Even though European regulators are ahead of their US counterparts, there remain unanswered questions. In their feedback, Europe’s financial regulators have asked the Commission for more information on how materiality thresholds should be set once potential sustainability impacts have been ranked according to their severity. The European Banking Authority (EBA) and EIOPA both also added that more clarity is needed on the definition of “value chain” for financial services firms so that relevant sustainability impacts can be reported in a proportionate manner reflecting the different levels of risk.

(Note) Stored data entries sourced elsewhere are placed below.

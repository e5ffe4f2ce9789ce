//! Per-hostname TLS settings (zone level only)
//!
//! Settings are addressed by name (`min_tls_version`, `ciphers`, `http2`...).
//! Their values vary in shape, so they are carried as raw JSON.

use chrono::{DateTime, Utc};
use serde::{Deserialize, Serialize};
use serde_json::{json, Value};
use tokio_util::sync::CancellationToken;

use crate::api::client::Client;
use crate::api::container::ResourceContainer;
use crate::api::error::{Error, Result};
use crate::api::pagination::{Paginated, PaginationOptions};
use crate::api::query::{Query, QueryParams};
use crate::api::response::{null_default, ResultInfo};
use crate::resources::require;

#[derive(Debug, Clone, Default, PartialEq, Serialize, Deserialize)]
pub struct HostnameTlsSetting {
    pub hostname: String,
    #[serde(default, deserialize_with = "null_default")]
    pub value: Value,
    #[serde(default, deserialize_with = "null_default")]
    pub status: String,
    #[serde(default)]
    pub created_at: Option<DateTime<Utc>>,
    #[serde(default)]
    pub updated_at: Option<DateTime<Utc>>,
}

#[derive(Debug, Clone, Default)]
pub struct ListHostnameTlsSettingsParams {
    pub setting: String,
    pub hostnames: Vec<String>,
    pub pagination: PaginationOptions,
}

impl QueryParams for ListHostnameTlsSettingsParams {
    fn append_query(&self, query: &mut Query) {
        query
            .list("hostname", &self.hostnames)
            .extend(&self.pagination);
    }
}

impl Paginated for ListHostnameTlsSettingsParams {
    fn pagination_mut(&mut self) -> &mut PaginationOptions {
        &mut self.pagination
    }
}

fn setting_path(rc: &ResourceContainer, setting: &str) -> Result<String> {
    rc.require_zone()?;
    require(setting, Error::MissingTlsSettingName)?;
    Ok(format!("{}/hostnames/settings/{}", rc.path(), setting))
}

fn hostname_path(rc: &ResourceContainer, setting: &str, hostname: &str) -> Result<String> {
    let path = setting_path(rc, setting)?;
    require(hostname, Error::MissingHostname)?;
    Ok(format!("{}/{}", path, hostname))
}

impl Client {
    /// Pagination info in the result is advanced past the page served.
    pub async fn list_hostname_tls_settings(
        &self,
        ctx: &CancellationToken,
        rc: &ResourceContainer,
        params: ListHostnameTlsSettingsParams,
    ) -> Result<(Vec<HostnameTlsSetting>, ResultInfo)> {
        let path = setting_path(rc, &params.setting)?;
        self.list_pages(ctx, &path, params, 50).await
    }

    pub async fn update_hostname_tls_setting(
        &self,
        ctx: &CancellationToken,
        rc: &ResourceContainer,
        setting: &str,
        hostname: &str,
        value: Value,
    ) -> Result<HostnameTlsSetting> {
        let path = hostname_path(rc, setting, hostname)?;
        self.put(ctx, path, &json!({ "value": value })).await
    }

    /// Remove the per-hostname override, returning the setting as it was.
    pub async fn delete_hostname_tls_setting(
        &self,
        ctx: &CancellationToken,
        rc: &ResourceContainer,
        setting: &str,
        hostname: &str,
    ) -> Result<HostnameTlsSetting> {
        let path = hostname_path(rc, setting, hostname)?;
        self.delete(ctx, path).await
    }
}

Practical approaches to double and dynamic materiality
Guidelines such as the SASB Standards (which identify ESG issues relevant to financial performance in 77 industries) can provide a starting point for corporates and financial firms to understand what is financially material for different industries. However, in order to understand a company’s wider impact on the world, it is necessary to go deeper. This is why 9fin’s QuickTake process involves gaining an in-depth understanding of a company’s wider operating environment before commencing our analysis.
Our Ford ESG QuickTake provides a good example of this. Ford’s green bond (issued in August 2022) is aimed entirely at clean transportation projects. 9fin’s analysis revealed that whilst the electrification of vehicles is a necessary and positive action contributing towards the Paris Agreement, one issue we unveiled was the need to mine raw materials (used in EV batteries). These raw materials are at risk of supply bottle necks as well as serious environmental impacts.
While these two issues may initially be seemingly outward risks, eventually these impacts could turn into inward risks if raw materials are increasingly difficult to obtain or if Ford receives negative publicity for mining near vital ecosystems (the distribution of raw materials in the earth’s crust can often coincide with these ecosystems).
Overall, insights on potential inward and outward impacts should not just be used as a technical exercise, but to shed light on business-critical matters for top-level executives at a company. In turn, these insights should inform strategy and risk management.
It is vital that double and dynamic materiality are not seen as “sustainability niche” tools; both regulation and the markets are changing. The way stakeholders and regulators are looking at material issues is also changing, and businesses and financial firms should adapt accordingly.